Но дальше Щукин внимательно осмотрел посох, постучал по нему пальцем, поскреб ногтем, как бы исследуя, из какого дерева он сделан, потом попробовал согнуть его о колено. Видно было, что он делает большие усилия: мышцы его напряглись, и даже лицо несколько покраснело. "Ого!"— сказал Щукин — Булычов, отдавая должное крепости того, очевидно, весьма высокосортного дерева, из которого был сделан посох. Не было никакого сомнения, что это действовал Булычов.
Но ведь на самом-то деле в руках Щукина находился вовсе не посох игуменьи, сделанный из драгоценного дерева, а самая обыкновенная сосновая палка, сломать которую ровно ничего не стоило. И опытному глазу профессионала было видно, как Щукин, изображая усилия Булычова согнуть посох, на самом деле только напрягал мышцы, проявляя при этом величайшую осторожность и заботу, чтобы как-нибудь нечаянно не сломать палку и не выдать, таким образом, бутафорскую природу этого посоха.
Мы видим, следовательно, что актер и образ живут не только противоречивыми, но иногда прямо-таки диаметрально противоположными устремлениями. Сценический герой старается сломать посох, актер-творец, наоборот, тщательно оберегает его. И то, и другое происходит одновременно, и то и другое уживается в одном существе — актере. В этом противоречии суть актерского искусства.

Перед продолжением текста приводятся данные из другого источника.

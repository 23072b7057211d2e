//! Staging, committing and reading files of a sharing group.

mod commit;
mod content;
mod files;
mod staging;

pub(crate) use content::discard_staged_content;
pub use commit::{CommitOutcome, CommitRequest, CommitService, CommitSummary};
pub use files::{DownloadedFile, FileService, IndexSnapshot};
pub use staging::{BatchKey, StageUpload, StagingStore};
use std::net::SocketAddr;
use std::sync::Arc;

use anyhow::Context;
use common::resolver::ResolverRegistry;
use tracing::info;

use syncserver::account::StorageAccountManager;
use syncserver::config::AppConfig;
use syncserver::database::init_db;
use syncserver::deferred::{ReconciliationWorker, WorkerHandle, spawn_worker};
use syncserver::state::AppState;
use syncserver::sweeper::run_maintenance;

#[tokio::main]
async fn main() -> anyhow::Result<()> {
    tracing_subscriber::fmt().with_target(false).init();

    let config = Arc::new(AppConfig::load().context("Failed to load config")?);

    let db = init_db(&config.database.url)
        .await
        .context("Failed to initialize database")?;
    info!("Database connected");

    let accounts = Arc::new(StorageAccountManager::new(config.storage.clone()));
    let resolvers = Arc::new(ResolverRegistry::with_builtins());

    // TODO: Keep the join handles for graceful shutdown. The tasks run until process exit.
    let worker = if config.deferred.enabled {
        let (handle, _worker_task) = spawn_worker(ReconciliationWorker::new(
            db.clone(),
            accounts.clone(),
            resolvers.clone(),
            config.deferred.clone(),
        ));
        handle
    } else {
        info!("Reconciliation worker disabled");
        WorkerHandle::disabled()
    };
    let _maintenance_task = tokio::spawn(run_maintenance(
        db.clone(),
        accounts.clone(),
        config.sync.clone(),
    ));

    let state = AppState {
        db,
        config: config.clone(),
        accounts,
        resolvers,
        worker,
    };
    let app = syncserver::build_router(state);

    let addr: SocketAddr = format!("{}:{}", config.server.host, config.server.port)
        .parse()
        .context("Invalid server address")?;
    info!("Server running at http://{}", addr);

    let listener = tokio::net::TcpListener::bind(addr).await?;
    axum::serve(listener, app).await?;

    Ok(())
}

Оставив свои бесполезные попытки (якобы бесполезные) согнуть посох, Щукин — Булычов несколько секунд подержал палку перед собой. Видно было, что он глубоко сосредоточен. И вдруг радостный огонек удовольствия сверкнул в его глазах. Это было лишь одно мгновение, секунда творческой радости мастера. Но я понял: задача решена! И действительно, в ту же секунду Щукин — Булычов под дружный хохот присутствовавших на репетиции товарищей сделал посохом движение, которое делают бильярдные игроки, когда кием ударяют шар.

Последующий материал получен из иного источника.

use axum::{
    Json,
    http::StatusCode,
    response::{IntoResponse, Response},
};
use common::resolver::ResolverError;
use common::storage::CloudStorageError;
use sea_orm::DbErr;
use serde::Serialize;
use thiserror::Error;

use crate::account::AccountError;

/// Failure of an external collaborator: cloud storage or account lookup.
#[derive(Debug, Error)]
pub enum ExternalError {
    #[error("Cloud storage error: {0}")]
    Storage(#[from] CloudStorageError),

    #[error("Account error: {0}")]
    Account(#[from] AccountError),
}

impl ExternalError {
    /// The user has to sign in again before their storage can be used.
    pub fn is_reauthentication_required(&self) -> bool {
        match self {
            Self::Storage(e) => e.is_access_revoked(),
            Self::Account(e) => e.is_reauthentication_required(),
        }
    }
}

/// Errors raised by the synchronization engine.
///
/// A master version mismatch is not an error; commits report it through
/// `CommitOutcome::MasterVersionUpdate`.
#[derive(Debug, Error)]
pub enum SyncError {
    #[error("Validation failed: {0}")]
    Validation(String),

    #[error("Not found: {0}")]
    NotFound(String),

    #[error("Permission denied: {0}")]
    PermissionDenied(String),

    /// A lock is held by someone else. Retry shortly.
    #[error("Resource busy: {0}")]
    Busy(String),

    /// Another device already changed the file this batch was based on.
    #[error("File version conflict: {0}")]
    FileVersionConflict(String),

    #[error("Invariant violation: {0}")]
    InvariantViolation(String),

    #[error(transparent)]
    External(#[from] ExternalError),

    #[error("Database error: {0}")]
    Database(#[from] DbErr),
}

impl SyncError {
    pub fn is_reauthentication_required(&self) -> bool {
        matches!(self, Self::External(e) if e.is_reauthentication_required())
    }
}

impl From<CloudStorageError> for SyncError {
    fn from(err: CloudStorageError) -> Self {
        SyncError::External(ExternalError::Storage(err))
    }
}

impl From<AccountError> for SyncError {
    fn from(err: AccountError) -> Self {
        SyncError::External(ExternalError::Account(err))
    }
}

impl From<ResolverError> for SyncError {
    fn from(err: ResolverError) -> Self {
        SyncError::Validation(err.to_string())
    }
}

/// Seconds a client should wait before retrying a busy commit.
const BUSY_RETRY_AFTER_SECS: u64 = 1;

/// Structured error response returned by all endpoints on failure.
#[derive(Serialize, utoipa::ToSchema)]
pub struct ErrorBody {
    /// Machine-readable error code. One of: `VALIDATION_ERROR`, `TOKEN_MISSING`,
    /// `TOKEN_INVALID`, `PERMISSION_DENIED`, `NOT_FOUND`, `CONFLICT`,
    /// `FILE_VERSION_CONFLICT`, `BUSY`, `CREDENTIALS_REVOKED`, `EXTERNAL_ERROR`,
    /// `INTERNAL_ERROR`.
    pub code: &'static str,
    /// Human-readable error description.
    pub message: String,
}

/// Application-level error type.
#[derive(Debug)]
pub enum AppError {
    Validation(String),
    TokenMissing,
    TokenInvalid,
    PermissionDenied,
    NotFound(String),
    Conflict(String),
    FileVersionConflict(String),
    /// Lock held elsewhere. Contains seconds until retry is sensible.
    Busy {
        retry_after: u64,
    },
    CredentialsRevoked(String),
    External(String),
    Internal(String),
}

impl AppError {
    fn status_and_body(self) -> (StatusCode, ErrorBody) {
        match self {
            AppError::Validation(msg) => (
                StatusCode::BAD_REQUEST,
                ErrorBody {
                    code: "VALIDATION_ERROR",
                    message: msg,
                },
            ),
            AppError::TokenMissing => (
                StatusCode::UNAUTHORIZED,
                ErrorBody {
                    code: "TOKEN_MISSING",
                    message: "Authentication required".into(),
                },
            ),
            AppError::TokenInvalid => (
                StatusCode::UNAUTHORIZED,
                ErrorBody {
                    code: "TOKEN_INVALID",
                    message: "Invalid or expired token".into(),
                },
            ),
            AppError::PermissionDenied => (
                StatusCode::FORBIDDEN,
                ErrorBody {
                    code: "PERMISSION_DENIED",
                    message: "Insufficient permissions".into(),
                },
            ),
            AppError::NotFound(msg) => (
                StatusCode::NOT_FOUND,
                ErrorBody {
                    code: "NOT_FOUND",
                    message: msg,
                },
            ),
            AppError::Conflict(msg) => (
                StatusCode::CONFLICT,
                ErrorBody {
                    code: "CONFLICT",
                    message: msg,
                },
            ),
            AppError::FileVersionConflict(msg) => (
                StatusCode::CONFLICT,
                ErrorBody {
                    code: "FILE_VERSION_CONFLICT",
                    message: msg,
                },
            ),
            AppError::Busy { retry_after } => (
                StatusCode::SERVICE_UNAVAILABLE,
                ErrorBody {
                    code: "BUSY",
                    message: format!("Sharing group is busy. Try again in {} seconds", retry_after),
                },
            ),
            AppError::CredentialsRevoked(msg) => (
                StatusCode::UNAUTHORIZED,
                ErrorBody {
                    code: "CREDENTIALS_REVOKED",
                    message: msg,
                },
            ),
            AppError::External(detail) => {
                tracing::warn!("External collaborator error: {}", detail);
                (
                    StatusCode::BAD_GATEWAY,
                    ErrorBody {
                        code: "EXTERNAL_ERROR",
                        message: detail,
                    },
                )
            }
            AppError::Internal(detail) => {
                tracing::error!("Internal error: {}", detail);
                (
                    StatusCode::INTERNAL_SERVER_ERROR,
                    ErrorBody {
                        code: "INTERNAL_ERROR",
                        message: "An unexpected error occurred".into(),
                    },
                )
            }
        }
    }
}

impl IntoResponse for AppError {
    fn into_response(self) -> Response {
        let retry_after = if let AppError::Busy { retry_after } = &self {
            Some(*retry_after)
        } else {
            None
        };

        let (status, body) = self.status_and_body();

        if let Some(seconds) = retry_after {
            (status, [("Retry-After", seconds.to_string())], Json(body)).into_response()
        } else {
            (status, Json(body)).into_response()
        }
    }
}

impl From<DbErr> for AppError {
    fn from(err: DbErr) -> Self {
        AppError::Internal(err.to_string())
    }
}

impl From<SyncError> for AppError {
    fn from(err: SyncError) -> Self {
        let reauth = err.is_reauthentication_required();
        match err {
            SyncError::Validation(msg) => AppError::Validation(msg),
            SyncError::NotFound(msg) => AppError::NotFound(msg),
            SyncError::PermissionDenied(msg) => {
                tracing::debug!("Permission denied: {msg}");
                AppError::PermissionDenied
            }
            SyncError::Busy(_) => AppError::Busy {
                retry_after: BUSY_RETRY_AFTER_SECS,
            },
            SyncError::FileVersionConflict(msg) => AppError::FileVersionConflict(msg),
            SyncError::External(e) if reauth => AppError::CredentialsRevoked(e.to_string()),
            SyncError::External(e) => AppError::External(e.to_string()),
            SyncError::InvariantViolation(msg) => AppError::Internal(msg),
            SyncError::Database(e) => AppError::Internal(e.to_string()),
        }
    }
}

Мы видим, что здесь два момента как будто бы следовали один за другим: первый момент — принятие решения, второй — его выполнение. Первый момент, по-видимому, принадлежал Щукину (ибо решение задачи нашел актер-мастер, и от этого он пережил творческую радость), второй — Егору Булычову (выполнил Щукин принятое решение, несомненно, уже в качестве Егора Булычова). Но разве в принятии решения не участвовал также, помимо Щукина, и Булычов? Разве в этой секунде творческого удовлетворения, которое мелькнуло в глазах Щукина, не было также и того удовольствия, которое испытал Булычов в предвкушении задуманного озорства? И разве во втором моменте, при выполнении принятого решения, не участвовал актер-мастер, разве он не проявил себя в той выразительной четкости, в той пластичности, с которой был осуществлен задуманный жест?